=== Materials provided ===

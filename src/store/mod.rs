//! Window store subsystem.
//!
//! # Data Flow
//! ```text
//! RateLimiter::check
//!     → WindowStore::get_or_create(key, category, update)
//!         (entry created lazily, update runs under the per-key lock)
//!
//! lifecycle::sweeper (interval)
//!     → WindowStore::prune(now) drops entries whose expiry has passed
//! ```
//!
//! # Design Decisions
//! - Owned by the limiter instance and injected, never a global
//! - One entry per (RateKey, EndpointCategory)
//! - State is process-local and lost on restart; running several instances
//!   multiplies the effective quota by the instance count
//! - The trait is the seam for a shared store with atomic remote updates

pub mod memory;
pub mod record;

pub use memory::MemoryWindowStore;
pub use record::{WindowEntry, WindowRecord};

use thiserror::Error;

use crate::identity::RateKey;
use crate::limiter::AdmissionDecision;
use crate::policy::EndpointCategory;

/// Unexpected failure inside a store. Callers fail open on it.
#[derive(Debug, Error)]
pub enum StoreError {
    #[error("window store unavailable: {0}")]
    Unavailable(String),
}

pub trait WindowStore: Send + Sync {
    /// Run `update` against the entry for `(key, category)`, creating an empty
    /// entry first if there is none. No other update or prune touches the
    /// entry until `update` returns.
    fn get_or_create(
        &self,
        key: &RateKey,
        category: EndpointCategory,
        update: &mut dyn FnMut(&mut WindowEntry) -> AdmissionDecision,
    ) -> Result<AdmissionDecision, StoreError>;

    /// Remove every entry that expired at or before `now_ms`. Returns the
    /// number removed.
    fn prune(&self, now_ms: u64) -> usize;

    fn len(&self) -> usize;

    fn is_empty(&self) -> bool {
        self.len() == 0
    }
}
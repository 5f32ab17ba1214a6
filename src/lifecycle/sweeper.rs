//! Background pruning of the window store.

use std::time::Duration;

use tokio::sync::broadcast;
use tokio::task::JoinHandle;
use tokio::time::MissedTickBehavior;

use crate::limiter::RateLimiter;
use crate::observability::metrics;

/// Prune `limiter`'s store every `interval` until shutdown fires.
pub fn spawn_sweeper(
    limiter: RateLimiter,
    interval: Duration,
    mut shutdown: broadcast::Receiver<()>,
) -> JoinHandle<()> {
    tokio::spawn(async move {
        let mut ticker = tokio::time::interval(interval);
        ticker.set_missed_tick_behavior(MissedTickBehavior::Delay);
        // the first tick completes immediately
        ticker.tick().await;

        loop {
            tokio::select! {
                _ = ticker.tick() => {
                    let removed = limiter.prune();
                    let remaining = limiter.store().len();
                    metrics::record_prune(removed, remaining);
                    tracing::debug!(removed, remaining, "Pruned window store");
                }
                _ = shutdown.recv() => {
                    tracing::debug!("Sweeper stopping");
                    break;
                }
            }
        }
    })
}
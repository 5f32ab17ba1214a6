//! Limit policy subsystem.
//!
//! # Data Flow
//! ```text
//! [policies] config section
//!     → table.rs (merge with built-in defaults, validate)
//!     → PolicyTable (immutable, shared via Arc)
//!
//! Per request:
//!     category.rs (EndpointCategory × Tier → effective category)
//!     → PolicyTable::get → LimitPolicy | None (unrestricted)
//! ```

pub mod category;
pub mod table;

pub use category::{EndpointCategory, Tier};
pub use table::{default_limits, Algorithm, LimitPolicy, PolicyError, PolicyTable};
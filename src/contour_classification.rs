// src/contour_classification.rs
//
// Turns binary edge maps into classified marker detections:
//
//   contours → polygon approximation → area/convexity filter
//            → vertex-count shape class → centroid hue confirmation
//
// A triangle only counts as the red fighter's marker if the hue around its
// centroid sits in the red band (wrapping 0°); a square only counts as the
// blue fighter's marker inside the blue band. Everything else is discarded.
// Results from all detection channels land in one DetectionSet, so at most
// one marker per class survives a frame (last writer wins).

use crate::types::{
    ClassifiedMarker, ClassifyConfig, DetectionChannel, DetectionConfig, DetectionSet, ShapeClass,
};
use image::{GrayImage, RgbImage};
use imageproc::contours::find_contours;
use imageproc::geometry::{approximate_polygon_dp, arc_length};
use imageproc::point::Point;
use tracing::{debug, trace};

pub struct ContourClassifier {
    detection: DetectionConfig,
    classify: ClassifyConfig,
}

impl ContourClassifier {
    pub fn new(detection: DetectionConfig, classify: ClassifyConfig) -> Self {
        Self {
            detection,
            classify,
        }
    }

    /// Run classification over every channel's edge map, unioning per-class
    /// results into a single DetectionSet.
    pub fn classify_channels(
        &self,
        frame: &RgbImage,
        edge_maps: &[(DetectionChannel, GrayImage)],
    ) -> DetectionSet {
        let mut detections = DetectionSet::new();
        for (channel, edges) in edge_maps {
            let before = detections.len();
            self.classify_map(frame, edges, &mut detections);
            trace!(
                channel = channel.as_str(),
                found = detections.len() - before,
                "channel classified"
            );
        }
        detections
    }

    /// Classify one edge map. The contour tree is kept but iterated flatly:
    /// holes are as likely to trace the marker as outer borders are.
    pub fn classify_map(&self, frame: &RgbImage, edges: &GrayImage, out: &mut DetectionSet) {
        let contours = find_contours::<i32>(edges);

        for contour in &contours {
            if contour.points.len() < 3 {
                continue;
            }

            let epsilon = self.detection.approx_epsilon_frac * arc_length(&contour.points, true);
            let polygon = approximate_polygon_dp(&contour.points, epsilon, true);

            let area = polygon_area(&polygon).abs();
            if area < self.detection.min_area {
                continue;
            }
            if !is_convex(&polygon) {
                continue;
            }

            let class = match polygon.len() {
                3 => ShapeClass::Triangle,
                4 => ShapeClass::Square,
                _ => continue,
            };

            // Degenerate curves have no centroid; drop them without
            // aborting the frame.
            let Some(centroid) = polygon_centroid(&polygon) else {
                continue;
            };

            let radius =
                (min_vertex_distance_to(&polygon, centroid) / self.classify.sample_radius_divisor)
                    .max(1.0) as i32;
            let hue = average_hue(frame, centroid, radius);

            let confirmed = match class {
                ShapeClass::Triangle => {
                    hue < self.classify.red_hue_below || hue > self.classify.red_hue_above
                }
                ShapeClass::Square => {
                    hue > self.classify.blue_hue_min && hue < self.classify.blue_hue_max
                }
            };
            if !confirmed {
                debug!(
                    "rejected {:?} candidate at ({}, {}): hue {:.1} out of band",
                    class, centroid.x, centroid.y, hue
                );
                continue;
            }

            out.insert(ClassifiedMarker {
                class,
                centroid,
                polygon,
            });
        }
    }
}

// ============================================================================
// POLYGON GEOMETRY
// ============================================================================

/// Signed shoelace area.
pub fn polygon_area(polygon: &[Point<i32>]) -> f64 {
    if polygon.len() < 3 {
        return 0.0;
    }
    let mut sum = 0.0;
    for (i, a) in polygon.iter().enumerate() {
        let b = &polygon[(i + 1) % polygon.len()];
        sum += a.x as f64 * b.y as f64 - b.x as f64 * a.y as f64;
    }
    sum / 2.0
}

/// Area-moment centroid. None when the polygon degenerates to zero area.
pub fn polygon_centroid(polygon: &[Point<i32>]) -> Option<Point<i32>> {
    let area = polygon_area(polygon);
    if area.abs() < 1e-9 {
        return None;
    }
    let mut cx = 0.0;
    let mut cy = 0.0;
    for (i, a) in polygon.iter().enumerate() {
        let b = &polygon[(i + 1) % polygon.len()];
        let cross = a.x as f64 * b.y as f64 - b.x as f64 * a.y as f64;
        cx += (a.x + b.x) as f64 * cross;
        cy += (a.y + b.y) as f64 * cross;
    }
    cx /= 6.0 * area;
    cy /= 6.0 * area;
    Some(Point::new(cx.round() as i32, cy.round() as i32))
}

/// All cross products of consecutive edges must share a sign (zeros allowed).
pub fn is_convex(polygon: &[Point<i32>]) -> bool {
    let n = polygon.len();
    if n < 3 {
        return false;
    }
    let mut sign = 0i64;
    for i in 0..n {
        let a = polygon[i];
        let b = polygon[(i + 1) % n];
        let c = polygon[(i + 2) % n];
        let cross = (b.x - a.x) as i64 * (c.y - b.y) as i64
            - (b.y - a.y) as i64 * (c.x - b.x) as i64;
        if cross != 0 {
            if sign == 0 {
                sign = cross.signum();
            } else if cross.signum() != sign {
                return false;
            }
        }
    }
    true
}

fn min_vertex_distance_to(polygon: &[Point<i32>], centroid: Point<i32>) -> f32 {
    polygon
        .iter()
        .map(|p| {
            let dx = (p.x - centroid.x) as f32;
            let dy = (p.y - centroid.y) as f32;
            (dx * dx + dy * dy).sqrt()
        })
        .fold(f32::INFINITY, f32::min)
}

// ============================================================================
// HUE SAMPLING
// ============================================================================

/// Convert RGB to hue in degrees (0–360). Saturation/value are not needed
/// for band confirmation.
pub fn rgb_hue(r: u8, g: u8, b: u8) -> f32 {
    let r_n = r as f32 / 255.0;
    let g_n = g as f32 / 255.0;
    let b_n = b as f32 / 255.0;

    let max = r_n.max(g_n).max(b_n);
    let min = r_n.min(g_n).min(b_n);
    let delta = max - min;

    let h = if delta < 1e-6 {
        0.0
    } else if (max - r_n).abs() < 1e-6 {
        60.0 * (((g_n - b_n) / delta) % 6.0)
    } else if (max - g_n).abs() < 1e-6 {
        60.0 * (((b_n - r_n) / delta) + 2.0)
    } else {
        60.0 * (((r_n - g_n) / delta) + 4.0)
    };
    if h < 0.0 {
        h + 360.0
    } else {
        h
    }
}

/// Mean hue over a square neighborhood around `center`, clamped to the
/// frame bounds.
pub fn average_hue(frame: &RgbImage, center: Point<i32>, radius: i32) -> f32 {
    let (w, h) = (frame.width() as i32, frame.height() as i32);
    let x0 = (center.x - radius).clamp(0, w - 1);
    let x1 = (center.x + radius).clamp(0, w - 1);
    let y0 = (center.y - radius).clamp(0, h - 1);
    let y1 = (center.y + radius).clamp(0, h - 1);

    let mut sum = 0.0;
    let mut count = 0u32;
    for y in y0..=y1 {
        for x in x0..=x1 {
            let p = frame.get_pixel(x as u32, y as u32).0;
            sum += rgb_hue(p[0], p[1], p[2]);
            count += 1;
        }
    }
    if count == 0 {
        0.0
    } else {
        sum / count as f32
    }
}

===

(What you will do):
Please go through the data above and copy each line containing the word "frame".

(Solution for this task):
// one marker per class survives a frame (last writer wins).
        frame: &RgbImage,
            self.classify_map(frame, edges, &mut detections);
    pub fn classify_map(&self, frame: &RgbImage, edges: &GrayImage, out: &mut DetectionSet) {
            // aborting the frame.
            let hue = average_hue(frame, centroid, radius);
/// frame bounds.
pub fn average_hue(frame: &RgbImage, center: Point<i32>, radius: i32) -> f32 {
    let (w, h) = (frame.width() as i32, frame.height() as i32);
            let p = frame.get_pixel(x as u32, y as u32).0;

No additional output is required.